■ **ACTION ITEM**
Start at the first line of the material. Repeat each line exactly through the one containing "Router::new()", then stop.
<<<<
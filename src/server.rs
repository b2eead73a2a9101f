use crate::clock::SystemClock;
use crate::config::{Config, StoreMode};
use crate::engine::QuotaEngine;
use crate::error::Result;
use crate::handlers::{
    admit_message, check_abuse, check_quota, check_rate, get_usage, health_check,
    readiness_check, AppState,
};
use crate::middleware::logging_middleware;
use crate::store::{CounterStore, FailoverStore, LocalStore, RedisStore};
use axum::routing::{get, post};
use axum::{middleware, Router};
use std::net::SocketAddr;
use std::sync::Arc;
use tokio::net::TcpListener;
use tokio::signal;
use tower::ServiceBuilder;
use tower_http::cors::CorsLayer;
use tower_http::trace::TraceLayer;

/// Builds the router over an already-opened engine.
pub fn create_app(engine: Arc<QuotaEngine>) -> Router {
    Router::new()
        .route("/v1/rate/check", post(check_rate))
        .route("/v1/quota/check", post(check_quota))
        .route("/v1/abuse/check", post(check_abuse))
        .route("/v1/messages/admit", post(admit_message))
        .route("/v1/usage", get(get_usage))
        .route("/health", get(health_check))
        .route("/ready", get(readiness_check))
        .with_state(AppState::new(engine))
        .layer(
            ServiceBuilder::new()
                .layer(TraceLayer::new_for_http())
                .layer(CorsLayer::permissive())
                .layer(middleware::from_fn(logging_middleware)),
        )
}

/// Builds the counter store selected by `config`.
pub fn build_store(config: &Config) -> Result<Arc<dyn CounterStore>> {
    let clock = Arc::new(SystemClock);
    let local = || Arc::new(LocalStore::new(clock.clone(), config.janitor_interval()));
    let redis = |url: &str| RedisStore::new(url, config.redis_timeout());

    let store: Arc<dyn CounterStore> = match (config.effective_store_mode(), &config.redis_url) {
        (StoreMode::Memory, _) => local(),
        (StoreMode::Redis, Some(url)) => Arc::new(redis(url.as_str())?),
        (StoreMode::Failover, Some(url)) => {
            let primary = Arc::new(redis(url.as_str())?);
            Arc::new(FailoverStore::new(primary, local()))
        }
        (_, None) => local(),
    };
    Ok(store)
}

/// Validates `config`, loads the policy table and assembles the engine.
pub fn build_engine(config: &Config) -> Result<QuotaEngine> {
    config.validate()?;
    let policies = config.load_policies()?;
    let store = build_store(config)?;

    QuotaEngine::builder(policies, store)
        .key_prefix(config.key_prefix.clone())
        .failure_policies(config.failure_policies())
        .build()
}

pub struct Server {
    engine: Arc<QuotaEngine>,
    listener: TcpListener,
}

impl Server {
    /// Opens the engine and binds the listener. Port 0 picks a free port.
    pub async fn bind(engine: QuotaEngine, addr: SocketAddr) -> anyhow::Result<Self> {
        engine.open().await?;
        let listener = TcpListener::bind(addr).await?;
        Ok(Self {
            engine: Arc::new(engine),
            listener,
        })
    }

    pub fn local_addr(&self) -> std::io::Result<SocketAddr> {
        self.listener.local_addr()
    }

    pub async fn run(self) -> anyhow::Result<()> {
        self.run_until(shutdown_signal()).await
    }

    /// Serves until `shutdown` completes, then drains and closes the engine.
    pub async fn run_until(
        self,
        shutdown: impl std::future::Future<Output = ()> + Send + 'static,
    ) -> anyhow::Result<()> {
        let addr = self.local_addr()?;
        let app = create_app(Arc::clone(&self.engine));

        tracing::info!("quotaguard listening on {}", addr);
        tracing::info!("Health check available at /health");
        tracing::info!("Readiness check available at /ready");

        let served = axum::serve(self.listener, app)
            .with_graceful_shutdown(shutdown)
            .await;

        self.engine.close().await;
        served?;
        Ok(())
    }
}

async fn shutdown_signal() {
    let ctrl_c = async {
        if let Err(e) = signal::ctrl_c().await {
            tracing::error!(error = %e, "failed to install Ctrl+C handler");
            std::future::pending::<()>().await;
        }
    };

    #[cfg(unix)]
    let terminate = async {
        match signal::unix::signal(signal::unix::SignalKind::terminate()) {
            Ok(mut sig) => {
                sig.recv().await;
            }
            Err(e) => {
                tracing::error!(error = %e, "failed to install SIGTERM handler");
                std::future::pending::<()>().await;
            }
        }
    };

    #[cfg(not(unix))]
    let terminate = std::future::pending::<()>();

    tokio::select! {
        _ = ctrl_c => {
            tracing::info!("Received Ctrl+C, initiating graceful shutdown");
        },
        _ = terminate => {
            tracing::info!("Received terminate signal, initiating graceful shutdown");
        },
    }
}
>>>>
■ **WRITTEN SOLUTION**
filename src/server.rs
repository b2eead73a2a9101f
use crate::clock::SystemClock;
use crate::config::{Config, StoreMode};
use crate::engine::QuotaEngine;
use crate::error::Result;
use crate::handlers::{
    admit_message, check_abuse, check_quota, check_rate, get_usage, health_check,
    readiness_check, AppState,
};
use crate::middleware::logging_middleware;
use crate::store::{CounterStore, FailoverStore, LocalStore, RedisStore};
use axum::routing::{get, post};
use axum::{middleware, Router};
use std::net::SocketAddr;
use std::sync::Arc;
use tokio::net::TcpListener;
use tokio::signal;
use tower::ServiceBuilder;
use tower_http::cors::CorsLayer;
use tower_http::trace::TraceLayer;

/// Builds the router over an already-opened engine.
pub fn create_app(engine: Arc<QuotaEngine>) -> Router {
    Router::new()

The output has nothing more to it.